Последний иерофант. Роман начала века о его конце (Корнев, Шевельков) - страница 326
Словом, тогда я прибыл в савеловский дом не только в образе призванного банкиром самого Шварца, но с целым консилиумом гениев современной медицины «на подхвате».
В этом блестящем окружении были даже медиумы и спириты, которых я также предусмотрительно ангажировал — болезнь, так внезапно поразившая Молли, могла ведь иметь не физическую, а симпатическую причину (как знать, не явился ли этот недуг следствием возбуждения от первой сердечной симпатии к неизвестному Него — молокососу, учитывая слишком хрупкую нервную конституцию, живую впечатлительность моей юной Госпожи?). В течение трех недель, а то и дольше, я дневал и ночевал у одра болезни единственно дорогого мне на этом ничтожном свете создания.
Моя бессонница, которую раньше я полагал проклятием свыше, теперь оказалась благом для меня и для бедняжки. Круглые сутки я держал руку Молли в своей руке, стараясь перелить свою неиссякающую жизненную силу в слабеющее девичье тело. Мои искусные «ассистенты» выполняли всю остальную работу, «тактично» не выказывая удивления столь необычным положением вещей, не имевшим примера в их обширной клинической практике.

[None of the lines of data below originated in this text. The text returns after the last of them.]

//! Externally observable player state.

use crate::models::{RepeatMode, Track, TrackRange};
use serde::{Deserialize, Serialize};
use std::time::Duration;

/// Observable playback state. Track swaps are not a state of their own; the
/// engine tracks them with an internal flag.
#[derive(Debug, Clone, Copy, PartialEq, Eq, Hash, Default, Serialize, Deserialize)]
pub enum PlaybackStatus {
    #[default]
    Idle,
    Loading,
    Playing,
    Paused,
}

impl PlaybackStatus {
    pub fn is_playing(&self) -> bool {
        matches!(self, PlaybackStatus::Playing)
    }
}

/// Immutable view of the player at one instant.
#[derive(Debug, Clone, PartialEq, Serialize)]
pub struct PlayerSnapshot {
    pub current: Option<Track>,
    pub status: PlaybackStatus,
    /// Seconds
    pub position: f64,
    /// Seconds, once known
    pub duration: Option<f64>,
    pub volume: f32,
    pub muted: bool,
    pub shuffle: bool,
    pub repeat: RepeatMode,
    pub queue_len: usize,
    pub index: usize,
    pub history_len: usize,
    pub range: Option<TrackRange>,
    pub can_play_next: bool,
    pub can_play_previous: bool,
    pub online: bool,
    pub sleep_timer_remaining: Option<Duration>,
    pub total_playtime_secs: f64,
}

impl PlayerSnapshot {
    pub fn is_playing(&self) -> bool {
        self.status.is_playing()
    }

    /// Position as a percentage of the duration; 0 while the duration is
    /// unknown.
    pub fn progress(&self) -> f64 {
        match self.duration {
            Some(duration) if duration.is_finite() && duration > 0.0 => {
                (self.position / duration * 100.0).clamp(0.0, 100.0)
            }
            _ => 0.0,
        }
    }

    pub fn formatted_position(&self) -> String {
        format_time(self.position)
    }

    pub fn formatted_duration(&self) -> String {
        format_time(self.duration.unwrap_or(0.0))
    }
}

/// `m:ss`. Negative or non-finite input renders as `0:00`.
pub fn format_time(seconds: f64) -> String {
    let total = if seconds.is_finite() && seconds > 0.0 {
        seconds.floor() as u64
    } else {
        0
    };
    format!("{}:{:02}", total / 60, total % 60)
}

#[cfg(test)]
mod tests {
    use super::*;

    #[test]
    fn formats_minutes_and_seconds() {
        assert_eq!(format_time(0.0), "0:00");
        assert_eq!(format_time(65.9), "1:05");
        assert_eq!(format_time(3600.0), "60:00");
        assert_eq!(format_time(-3.0), "0:00");
        assert_eq!(format_time(f64::NAN), "0:00");
    }

    #[test]
    fn progress_requires_duration() {
        let mut snapshot = PlayerSnapshot {
            current: None,
            status: PlaybackStatus::Playing,
            position: 30.0,
            duration: None,
            volume: 0.8,
            muted: false,
            shuffle: false,
            repeat: RepeatMode::None,
            queue_len: 0,
            index: 0,
            history_len: 0,
            range: None,
            can_play_next: false,
            can_play_previous: false,
            online: true,
            sleep_timer_remaining: None,
            total_playtime_secs: 0.0,
        };
        assert_eq!(snapshot.progress(), 0.0);

        snapshot.duration = Some(120.0);
        assert_eq!(snapshot.progress(), 25.0);
        assert_eq!(snapshot.formatted_duration(), "2:00");
        assert!(snapshot.is_playing());
    }
}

Медиумы и спириты также старательно очищали, буквально стерилизовали эфир от болезненных эманаций и прочих проявлений мира, давно отравленного бациллами невещественной природы. Наконец совместные усилия привели к благоприятному результату: кризис миновал и — о счастье! — жизнь моей Госпожи оказалась вне опасности. Пусть от капиталов профессора Шварца, лежавших под хорошим процентом в Швейцарском банке, остались жалкие крохи (правда, и Савелов в какой-то момент, уже почти не надеявшийся на спасение единственной дочери-наследницы, был несказанно щедр при оплате «моих» услуг), но какой это все же пустяк в сравнении с тем, что Молли с каждым днем становилось все лучше и лучше, что вопреки всем мрачным прогнозам петербургских профессоров, заранее расписавшихся в своем позорном фельдшерском бессилии, Ее юный организм победил смерть (а ведь в этой способности мы схожи!). Конечно, такой тяжкий недуг не проходит легко и бесследно. У Молли случилась частичная потеря памяти, как выражаются умники-эскулапы — амнезия: я замечаю, что она позабыла старого «дядюшку Аристарха» с его отчаянным предложением, к тому же совсем не вспоминает о своей первой наивной любви. Но ведь для меня это замечательная, уникальная возможность начать все с начала, снова питать надежды на лучшее, не отступая от прежней цели! Что любопытно, и Савелов тоже будто бы забыл о безвестно пропавшем «друге семьи», «тайном брате» (об истинной моей роли в ложе и степени посвящения в Ордене ему и не положено было знать): ясно, что между нами назревал скандальный разрыв, и теперь он наверняка думает, будто сама Судьба избавила его от подозрительного и неконтролируемого Аристарха. Ему, разумеется, в голову не приходит, что я никуда не исчезал, и кому он, в сущности, обязан чудесным спасением любимой дочери.